PROMPT ->
Take every line from the data that has the word "Returns" in it.

-- Opening Marker --

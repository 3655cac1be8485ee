//! Errors that can occur while parsing and validating a document.
use ubyte::ByteUnit;

use crate::validate::ValidationErrors;

#[derive(Debug, thiserror::Error)]
#[non_exhaustive]
/// The error returned by [`Parser::parse`](super::Parser::parse) and its siblings.
///
/// Reading and deserialization failures short-circuit: validation only runs
/// on documents that were decoded successfully.
pub enum ParseError {
    #[error(transparent)]
    /// See [`ReadDocumentError`] for details.
    Read(#[from] ReadDocumentError),
    #[error(transparent)]
    /// See [`DocumentTooLarge`] for details.
    SizeLimitExceeded(#[from] DocumentTooLarge),
    #[error(transparent)]
    /// See [`JsonDeserializationError`] for details.
    Deserialization(#[from] JsonDeserializationError),
    #[error(transparent)]
    /// See [`ValidationErrors`] for details.
    Validation(#[from] ValidationErrors),
}

impl ParseError {
    /// The missing required fields, if the document was decoded successfully but failed validation.
    pub fn validation_errors(&self) -> Option<&ValidationErrors> {
        match self {
            ParseError::Validation(e) => Some(e),
            _ => None,
        }
    }
}

#[derive(Debug, thiserror::Error)]
#[error("Something went wrong while reading the input document.")]
#[non_exhaustive]
/// The input stream returned an I/O error.
pub struct ReadDocumentError {
    #[source]
    pub(super) source: std::io::Error,
}

#[derive(Debug, thiserror::Error)]
#[error(
    "The input document is larger than the maximum size limit ({} bytes).",
    .max_size.as_u64()
)]
#[non_exhaustive]
/// The input document is larger than the configured [`DocumentSizeLimit`](super::DocumentSizeLimit).
pub struct DocumentTooLarge {
    /// The maximum size limit that was breached.
    pub max_size: ByteUnit,
}

#[derive(Debug, thiserror::Error)]
#[error("Failed to deserialize the input as a JSON document.\n{}", describe(.path.as_deref(), .source))]
#[non_exhaustive]
/// Something went wrong when deserializing the document into the specified type.
pub struct JsonDeserializationError {
    pub(super) path: Option<String>,
    #[source]
    pub(super) source: serde_json::Error,
}

impl JsonDeserializationError {
    pub(super) fn new(e: serde_path_to_error::Error<serde_json::Error>) -> Self {
        let path = e.path().iter().next().is_some().then(|| e.path().to_string());
        Self {
            path,
            source: e.into_inner(),
        }
    }

    /// The location of the offending value, e.g. `address.street`.
    ///
    /// It's `None` if the error occurred at the top level of the document
    /// (e.g. malformed JSON).
    pub fn path(&self) -> Option<&str> {
        self.path.as_deref()
    }

    /// The error returned by `serde_json`.
    pub fn inner(&self) -> &serde_json::Error {
        &self.source
    }
}

fn describe(path: Option<&str>, source: &serde_json::Error) -> String {
    match path {
        Some(path) => format!("{path}: {source}"),
        None => source.to_string(),
    }
}

impl From<serde_json::Error> for JsonDeserializationError {
    fn from(source: serde_json::Error) -> Self {
        Self { path: None, source }
    }
}
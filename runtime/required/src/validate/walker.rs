use std::cmp::Ordering;
use std::collections::HashMap;
use std::fmt;

use crate::capability::RequiredField;

use super::Validate;

/// Collects the fields of a [`Validate`] implementor, in declaration order.
///
/// Implementations of [`Validate::walk_fields`] report each of their fields to the walker,
/// either via [`field`](FieldWalker::field) or, for flattened members, via
/// [`embedded`](FieldWalker::embedded).
///
/// The walker resolves which fields are visible:
///
/// - a field hides any field with the same name declared at a deeper level of embedding;
/// - two fields with the same name at the same depth cancel each other out, neither is visible;
/// - an embedded member is a field in its own right, and its fields are walked one
///   level deeper whether or not the member itself ends up visible.
pub struct FieldWalker<'a> {
    path: Vec<usize>,
    cursor: usize,
    by_name: HashMap<&'static str, usize>,
    candidates: Vec<Candidate<'a>>,
}

struct Candidate<'a> {
    field: VisibleField<'a>,
    hidden: bool,
}

impl<'a> FieldWalker<'a> {
    pub(crate) fn new() -> Self {
        Self {
            path: Vec::new(),
            cursor: 0,
            by_name: HashMap::new(),
            candidates: Vec::new(),
        }
    }

    /// Report a field.
    ///
    /// `required` is `Some` if the field's type implements [`RequiredField`].
    pub fn field(&mut self, name: &'static str, required: Option<&'a dyn RequiredField>) {
        self.enter();
        self.record(name, required);
        self.path.pop();
    }

    /// Report a flattened member, whose fields are promoted into the enclosing type.
    pub fn embedded(&mut self, name: &'static str, member: &'a dyn Validate) {
        self.enter();
        self.record(name, None);
        let resume = std::mem::replace(&mut self.cursor, 0);
        member.walk_fields(self);
        self.cursor = resume;
        self.path.pop();
    }

    pub(crate) fn finish(self) -> Vec<VisibleField<'a>> {
        self.candidates
            .into_iter()
            .filter(|c| !c.hidden)
            .map(|c| c.field)
            .collect()
    }

    fn enter(&mut self) {
        self.path.push(self.cursor);
        self.cursor += 1;
    }

    fn record(&mut self, name: &'static str, required: Option<&'a dyn RequiredField>) {
        let depth = self.path.len();
        let mut add = true;
        if let Some(&previous) = self.by_name.get(name) {
            let previous = &mut self.candidates[previous];
            match depth.cmp(&previous.field.depth()) {
                Ordering::Equal => {
                    previous.hidden = true;
                    add = false;
                }
                // The new field is shallower.
                Ordering::Less => previous.hidden = true,
                Ordering::Greater => add = false,
            }
        }
        if add {
            self.by_name.insert(name, self.candidates.len());
            self.candidates.push(Candidate {
                field: VisibleField {
                    name,
                    index: self.path.clone(),
                    required,
                },
                hidden: false,
            });
        }
    }
}

/// A field that survived visibility resolution.
///
/// Check out [`visible_fields`](crate::visible_fields) for more details.
pub struct VisibleField<'a> {
    name: &'static str,
    index: Vec<usize>,
    required: Option<&'a dyn RequiredField>,
}

impl<'a> VisibleField<'a> {
    /// The name of the field, as declared in its struct.
    pub fn name(&self) -> &'static str {
        self.name
    }

    /// The position of the field at each level of embedding, starting from the outermost type.
    pub fn index(&self) -> &[usize] {
        &self.index
    }

    /// How deeply the field is embedded. Fields declared directly on the outermost type
    /// have depth 1.
    pub fn depth(&self) -> usize {
        self.index.len()
    }

    /// The field as a [`RequiredField`], if its type implements the trait.
    pub fn required(&self) -> Option<&'a dyn RequiredField> {
        self.required
    }
}

impl fmt::Debug for VisibleField<'_> {
    fn fmt(&self, f: &mut fmt::Formatter<'_>) -> fmt::Result {
        f.debug_struct("VisibleField")
            .field("name", &self.name)
            .field("index", &self.index)
            .field("populated", &self.required.map(|r| r.is_populated()))
            .finish()
    }
}
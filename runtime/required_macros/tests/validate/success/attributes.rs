use required::{Required, Validate};

#[derive(Validate, Default)]
#[required(rename = "api::Person")]
pub struct Person {
    name: Required<String>,
    #[required(skip)]
    internal_id: Required<u64>,
}

mod reexport {
    pub use required;
}

#[derive(Validate, Default)]
#[required(crate = "reexport::required")]
pub struct ThroughReexport {
    name: Required<String>,
}

fn main() {
    let err = required::validate(&Person::default()).unwrap_err();
    assert_eq!(err.to_string(), "field 'name' in 'api::Person' is required");

    let err = required::validate(&ThroughReexport::default()).unwrap_err();
    assert_eq!(err.len(), 1);
}
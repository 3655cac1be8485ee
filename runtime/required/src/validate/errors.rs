//! Errors that can occur while validating a decoded value.
use std::fmt::{self, Display};

use smallvec::SmallVec;

#[derive(Debug, Clone, PartialEq, Eq, thiserror::Error)]
#[error("field '{field}' in '{type_name}' is required")]
#[non_exhaustive]
/// A required field was never populated.
pub struct MissingField {
    /// The name of the field, as declared in its struct.
    pub field: &'static str,
    /// The name of the type that was validated.
    ///
    /// For fields promoted from a flattened member, this is the outer type.
    pub type_name: &'static str,
}

/// A collection of [`MissingField`] errors, one for each required field that wasn't populated.
///
/// Validation never stops at the first missing field: all of them are reported **at once**.
///
/// The `Display` representation joins the message of each error with a newline.
#[derive(Debug, Default, Clone, PartialEq, Eq)]
pub struct ValidationErrors {
    items: SmallVec<[MissingField; 4]>,
}

impl ValidationErrors {
    /// Create a new, empty collection.
    pub fn new() -> Self {
        Self {
            items: SmallVec::new(),
        }
    }

    /// Returns `true` if there are no errors in the collection.
    pub fn is_empty(&self) -> bool {
        self.items.is_empty()
    }

    /// Returns the number of errors that have been collected so far.
    pub fn len(&self) -> usize {
        self.items.len()
    }

    /// Add a new error to the collection.
    pub fn push(&mut self, e: MissingField) {
        self.items.push(e);
    }

    /// Returns an iterator over the collected errors, in the order they were added.
    pub fn iter(&self) -> impl ExactSizeIterator<Item = &MissingField> {
        self.items.iter()
    }

    /// The names of the fields that are missing, in the order they were reported.
    pub fn missing_fields(&self) -> impl ExactSizeIterator<Item = &'static str> + '_ {
        self.items.iter().map(|e| e.field)
    }

    /// `Ok(())` if the collection is empty, `Err(self)` otherwise.
    pub fn into_result(self) -> Result<(), Self> {
        if self.is_empty() { Ok(()) } else { Err(self) }
    }
}

impl Display for ValidationErrors {
    fn fmt(&self, f: &mut fmt::Formatter<'_>) -> fmt::Result {
        let mut items = self.items.iter();
        let Some(first) = items.next() else {
            return write!(f, "No missing required fields");
        };
        write!(f, "{first}")?;
        for e in items {
            write!(f, "\n{e}")?;
        }
        Ok(())
    }
}

impl std::error::Error for ValidationErrors {
    fn source(&self) -> Option<&(dyn std::error::Error + 'static)> {
        self.items
            .first()
            .map(|e| e as &(dyn std::error::Error + 'static))
    }
}

impl IntoIterator for ValidationErrors {
    type Item = MissingField;
    type IntoIter = smallvec::IntoIter<[MissingField; 4]>;

    fn into_iter(self) -> Self::IntoIter {
        self.items.into_iter()
    }
}

impl<'a> IntoIterator for &'a ValidationErrors {
    type Item = &'a MissingField;
    type IntoIter = std::slice::Iter<'a, MissingField>;

    fn into_iter(self) -> Self::IntoIter {
        self.items.iter()
    }
}

impl FromIterator<MissingField> for ValidationErrors {
    fn from_iter<I: IntoIterator<Item = MissingField>>(iter: I) -> Self {
        Self {
            items: iter.into_iter().collect(),
        }
    }
}

#[derive(Debug, Clone, PartialEq, Eq, thiserror::Error)]
#[error("bad type: {type_name}")]
#[non_exhaustive]
/// [`validate_any`](crate::validate_any) was handed a value whose type doesn't
/// derive [`Validate`](crate::Validate).
pub struct BadType {
    /// The name of the offending type.
    pub type_name: &'static str,
}

#[derive(Debug, Clone, PartialEq, Eq, thiserror::Error)]
#[non_exhaustive]
/// The error returned by [`validate_any`](crate::validate_any).
pub enum ValidateAnyError {
    #[error(transparent)]
    /// See [`BadType`] for details.
    BadType(#[from] BadType),
    #[error(transparent)]
    /// See [`ValidationErrors`] for details.
    Missing(#[from] ValidationErrors),
}
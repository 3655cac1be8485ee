use required::{Required, Validate};

#[derive(Validate, Default)]
pub struct Envelope<T> {
    id: Required<u64>,
    payload: Required<T>,
}

#[derive(Validate, Default)]
pub struct Page<M: Validate> {
    cursor: Option<String>,
    #[required(flatten)]
    meta: M,
}

#[derive(Validate)]
pub struct Borrowed<'a> {
    name: &'a str,
    id: Required<u64>,
}

#[derive(Validate, Default)]
pub struct Meta {
    total: Required<usize>,
}

fn main() {
    let envelope = Envelope::<String> {
        id: Required::new(1),
        payload: Required::default(),
    };
    let err = required::validate(&envelope).unwrap_err();
    assert_eq!(err.to_string(), "field 'payload' in 'Envelope' is required");

    let err = required::validate(&Page::<Meta>::default()).unwrap_err();
    assert_eq!(err.to_string(), "field 'total' in 'Page' is required");

    let borrowed = Borrowed {
        name: "Saoirse",
        id: Required::new(7),
    };
    assert!(required::validate(&borrowed).is_ok());
}
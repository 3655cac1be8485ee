use required::{Required, Validate};

#[derive(serde::Deserialize, Validate)]
pub struct Person {
    #[serde(default)]
    name: Required<String>,
    #[serde(default)]
    age: Required<u8>,
    nickname: Option<String>,
}

#[derive(Validate)]
struct NoRequiredFields {
    a: u64,
    b: Vec<String>,
}

#[derive(Validate)]
struct Empty {}

#[derive(Validate)]
struct FullyQualified {
    id: required::Required<u64>,
    r#type: Required<String>,
}

fn main() {
    let person = Person {
        name: Required::new("Saoirse".into()),
        age: Required::default(),
        nickname: None,
    };
    assert_eq!(person.type_name(), "Person");
    assert!(required::validate(&person).is_err());
    assert!(
        required::validate(&NoRequiredFields {
            a: 0,
            b: Vec::new()
        })
        .is_ok()
    );
    assert!(required::validate(&Empty {}).is_ok());

    let qualified = FullyQualified {
        id: Required::new(1),
        r#type: Required::default(),
    };
    let err = required::validate(&qualified).unwrap_err();
    assert_eq!(err.to_string(), "field 'type' in 'FullyQualified' is required");
}
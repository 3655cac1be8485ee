//! Items used by the code generated by `#[derive(Validate)]`.
//! They are not part of the public API.
use crate::capability::RequiredField;

pub use crate::validate::Registration;
pub use inventory;

/// Wraps a reference to a field to find out, at compile time, whether its type
/// implements [`RequiredField`].
///
/// The generated code calls `(&Probe(&field)).required_field()`:
/// method resolution picks [`RequiredProbe`] if the field type implements
/// [`RequiredField`], and falls back to [`PlainProbe`] otherwise.
pub struct Probe<'a, T>(pub &'a T);

pub trait RequiredProbe<'a> {
    fn required_field(&self) -> Option<&'a dyn RequiredField>;
}

impl<'a, T: RequiredField> RequiredProbe<'a> for Probe<'a, T> {
    fn required_field(&self) -> Option<&'a dyn RequiredField> {
        Some(self.0)
    }
}

pub trait PlainProbe<'a> {
    fn required_field(&self) -> Option<&'a dyn RequiredField>;
}

impl<'a, T> PlainProbe<'a> for &Probe<'a, T> {
    fn required_field(&self) -> Option<&'a dyn RequiredField> {
        None
    }
}

#[cfg(test)]
mod tests {
    use super::{PlainProbe as _, Probe, RequiredProbe as _};
    use crate::Required;

    #[test]
    fn probe_recognises_required_fields() {
        let populated = Required::new(3u8);
        let plain = 3u8;
        let wrapped = Some(Required::new(3u8));

        assert!((&Probe(&populated)).required_field().is_some());
        assert!((&Probe(&plain)).required_field().is_none());
        assert!((&Probe(&wrapped)).required_field().is_none());
    }
}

-- Closing Marker --

SOLUTION BELOW ->
    /// Returns `true` if there are no errors in the collection.
    /// Returns the number of errors that have been collected so far.
    /// Returns an iterator over the collected errors, in the order they were added.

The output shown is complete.